> WORK INSTRUCTION: Stop at the line containing "examples, and as": every line of the listing from the first up to that one must be set down exactly.

──────── MATERIAL TO PROCESS ────────

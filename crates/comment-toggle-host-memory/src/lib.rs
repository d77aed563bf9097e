//! `comment-toggle-host-memory` - an in-memory reference host for `comment-toggle`.
//!
//! [`MemoryHost`] keeps a rope-backed buffer, a selection set, and a caret, and implements the
//! kernel's three capability seams: [`EditorView`], [`CommandDispatcher`] (line comment /
//! uncomment edits), and [`CaretOperations`]. It exists for integration tests, examples, and as
//! a worked reference of the capability contract - not as an editor.

use comment_toggle::{
    CaretOperations, CharSpan, CommandDispatcher, DispatchError, DispatchOptions, DispatchOutcome,
    EditorCommand, EditorView, SelectionSet,
};
use ropey::Rope;
use thiserror::Error;
use tracing::{debug, trace};
use unicode_segmentation::UnicodeSegmentation;

/// Errors produced by [`MemoryHost`] construction and selection updates.
#[derive(Debug, Clone, PartialEq, Eq, Error)]
pub enum HostError {
    /// The host was constructed without a usable line comment token.
    #[error("line comment token must not be empty")]
    EmptyCommentToken,

    /// A selection span or caret reached past the end of the buffer.
    #[error("span {start}..{end} exceeds buffer length {len}")]
    SpanOutOfBounds {
        /// Span start offset.
        start: usize,
        /// Span end offset.
        end: usize,
        /// Buffer length in characters.
        len: usize,
    },
}

/// An in-memory editor host over a [`ropey::Rope`] buffer.
///
/// Comment edits insert the configured line comment token (plus one space) after each covered
/// line's leading whitespace; uncomment edits remove it. Whitespace-only lines are left alone in
/// both directions. Selections and the caret are shifted to follow the edits.
#[derive(Debug, Clone)]
pub struct MemoryHost {
    buffer: Rope,
    selections: SelectionSet,
    caret: usize,
    line_comment: String,
}

impl MemoryHost {
    /// Create a host over `text` using `line_comment` as the comment token.
    ///
    /// Fails immediately when the token is empty or whitespace-only.
    pub fn new(text: &str, line_comment: impl Into<String>) -> Result<Self, HostError> {
        let line_comment = line_comment.into();
        if line_comment.trim().is_empty() {
            return Err(HostError::EmptyCommentToken);
        }

        Ok(Self {
            buffer: Rope::from_str(text),
            selections: SelectionSet::caret(0),
            caret: 0,
            line_comment,
        })
    }

    /// The current buffer contents.
    pub fn text(&self) -> String {
        self.buffer.to_string()
    }

    /// The caret position, in characters.
    pub fn caret(&self) -> usize {
        self.caret
    }

    /// The configured line comment token.
    pub fn line_comment(&self) -> &str {
        &self.line_comment
    }

    /// Collapse the selection to a caret at `offset`.
    pub fn place_caret(&mut self, offset: usize) -> Result<(), HostError> {
        self.check_span(CharSpan::caret(offset))?;
        self.caret = offset;
        self.selections = SelectionSet::caret(offset);
        Ok(())
    }

    /// Select a single span. The caret moves to its end.
    pub fn set_selection(&mut self, span: CharSpan) -> Result<(), HostError> {
        self.set_selections(vec![span])
    }

    /// Select multiple spans. The caret moves to the end of the last span.
    pub fn set_selections(&mut self, spans: Vec<CharSpan>) -> Result<(), HostError> {
        for span in &spans {
            self.check_span(*span)?;
        }
        let set = SelectionSet::new(spans);
        self.caret = set.spans().last().map(|span| span.end).unwrap_or(0);
        self.selections = set;
        Ok(())
    }

    fn check_span(&self, span: CharSpan) -> Result<(), HostError> {
        let len = self.buffer.len_chars();
        if span.end > len {
            return Err(HostError::SpanOutOfBounds {
                start: span.start,
                end: span.end,
                len,
            });
        }
        Ok(())
    }

    /// One line's text, excluding the line break.
    fn line_text(&self, line: usize) -> String {
        let raw = self.buffer.line(line).to_string();
        raw.trim_end_matches(['\n', '\r']).to_string()
    }

    /// Column of the first non-whitespace character, or `None` for whitespace-only lines.
    fn indent_column(&self, line: usize) -> Option<usize> {
        self.line_text(line).chars().position(|c| !c.is_whitespace())
    }

    /// All lines covered by the current selection, in order, deduplicated.
    ///
    /// A zero-length span covers the line containing its offset.
    fn covered_lines(&self) -> Vec<usize> {
        let len = self.buffer.len_chars();
        let mut lines = Vec::new();
        for span in self.selections.iter() {
            let start_line = self.buffer.char_to_line(span.start.min(len));
            let last_offset = if span.is_empty() { span.start } else { span.end - 1 };
            let end_line = self.buffer.char_to_line(last_offset.min(len));
            lines.extend(start_line..=end_line);
        }
        lines.sort_unstable();
        lines.dedup();
        lines
    }

    /// Insert the comment token on each covered line. Returns the edits in original coordinates.
    fn comment_lines(&mut self) -> Vec<(usize, isize)> {
        let token = format!("{} ", self.line_comment);
        let token_chars = token.chars().count() as isize;

        let mut edits = Vec::new();
        // Bottom-up so earlier offsets stay valid while editing.
        for line in self.covered_lines().into_iter().rev() {
            let Some(column) = self.indent_column(line) else {
                continue;
            };
            let offset = self.buffer.line_to_char(line) + column;
            self.buffer.insert(offset, &token);
            edits.push((offset, token_chars));
        }
        edits
    }

    /// Remove the comment token from each covered line that carries one.
    fn uncomment_lines(&mut self) -> Vec<(usize, isize)> {
        let mut edits = Vec::new();
        for line in self.covered_lines().into_iter().rev() {
            let text = self.line_text(line);
            let Some(column) = text.chars().position(|c| !c.is_whitespace()) else {
                continue;
            };
            let rest: String = text.chars().skip(column).collect();
            if !rest.starts_with(&self.line_comment) {
                continue;
            }

            let mut removed = self.line_comment.chars().count();
            if rest.chars().nth(removed) == Some(' ') {
                removed += 1;
            }
            let offset = self.buffer.line_to_char(line) + column;
            self.buffer.remove(offset..offset + removed);
            edits.push((offset, -(removed as isize)));
        }
        edits
    }

    /// Shift the selection and caret to follow a batch of edits.
    fn apply_deltas(&mut self, edits: &[(usize, isize)]) {
        if edits.is_empty() {
            return;
        }

        let spans = self
            .selections
            .iter()
            .map(|span| {
                CharSpan::new(
                    remap(span.start, edits, false),
                    remap(span.end, edits, false),
                )
            })
            .collect();
        self.selections = SelectionSet::new(spans);
        self.caret = remap(self.caret, edits, true);
    }
}

/// Map `pos` from pre-edit to post-edit coordinates.
///
/// An insertion exactly at `pos` shifts it only when `shift_at_equal` is set: the caret rides
/// ahead of inserted text, while a selection span keeps the insertion inside itself.
fn remap(pos: usize, edits: &[(usize, isize)], shift_at_equal: bool) -> usize {
    let mut result = pos as isize;
    for &(offset, delta) in edits {
        if delta >= 0 {
            if offset < pos || (shift_at_equal && offset == pos) {
                result += delta;
            }
        } else if offset < pos {
            let removed = (-delta) as usize;
            result -= removed.min(pos - offset) as isize;
        }
    }
    result.max(0) as usize
}

/// Largest grapheme-cluster boundary in `line` not past `column` (clamped to line length).
fn snap_to_grapheme(line: &str, column: usize) -> usize {
    let mut pos = 0usize;
    for grapheme in line.graphemes(true) {
        if pos >= column {
            return pos;
        }
        let next = pos + grapheme.chars().count();
        if next > column {
            return pos;
        }
        pos = next;
    }
    pos.min(column)
}

impl EditorView for MemoryHost {
    fn selections(&self) -> SelectionSet {
        self.selections.clone()
    }

    fn caret_line_extent(&self) -> CharSpan {
        let line = self.buffer.char_to_line(self.caret);
        let start = self.buffer.line_to_char(line);
        CharSpan::new(start, start + self.line_text(line).chars().count())
    }
}

impl CommandDispatcher for MemoryHost {
    fn dispatch(
        &mut self,
        command: EditorCommand,
        _options: DispatchOptions,
    ) -> Result<DispatchOutcome, DispatchError> {
        debug!(?command, "memory host executing command");
        let edits = match command {
            EditorCommand::CommentSelection => self.comment_lines(),
            EditorCommand::UncommentSelection => self.uncomment_lines(),
        };
        self.apply_deltas(&edits);
        Ok(DispatchOutcome::Handled)
    }
}

impl CaretOperations for MemoryHost {
    fn move_line_down(&mut self, extend_selection: bool) {
        let line = self.buffer.char_to_line(self.caret);
        let line_start = self.buffer.line_to_char(line);
        let column = self.caret - line_start;

        let last_line = self.buffer.len_lines().saturating_sub(1);
        let new_caret = if line >= last_line {
            // Already on the last line: clamp to end of line.
            line_start + self.line_text(line).chars().count()
        } else {
            let target = line + 1;
            let target_start = self.buffer.line_to_char(target);
            target_start + snap_to_grapheme(&self.line_text(target), column)
        };

        if extend_selection {
            let anchor = self
                .selections
                .spans()
                .first()
                .map(|span| span.start)
                .unwrap_or(self.caret);
            let (start, end) = if anchor <= new_caret {
                (anchor, new_caret)
            } else {
                (new_caret, anchor)
            };
            self.selections = SelectionSet::new(vec![CharSpan::new(start, end)]);
        } else {
            self.selections = SelectionSet::caret(new_caret);
        }
        self.caret = new_caret;
        trace!(caret = self.caret, "moved caret down one line");
    }
}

────────

> TASK OUTPUT:
filename crates/comment-toggle-host-memory/src/lib.rs
repository d77aed563bf9097e
//! `comment-toggle-host-memory` - an in-memory reference host for `comment-toggle`.
//!
//! [`MemoryHost`] keeps a rope-backed buffer, a selection set, and a caret, and implements the
//! kernel's three capability seams: [`EditorView`], [`CommandDispatcher`] (line comment /
//! uncomment edits), and [`CaretOperations`]. It exists for integration tests, examples, and as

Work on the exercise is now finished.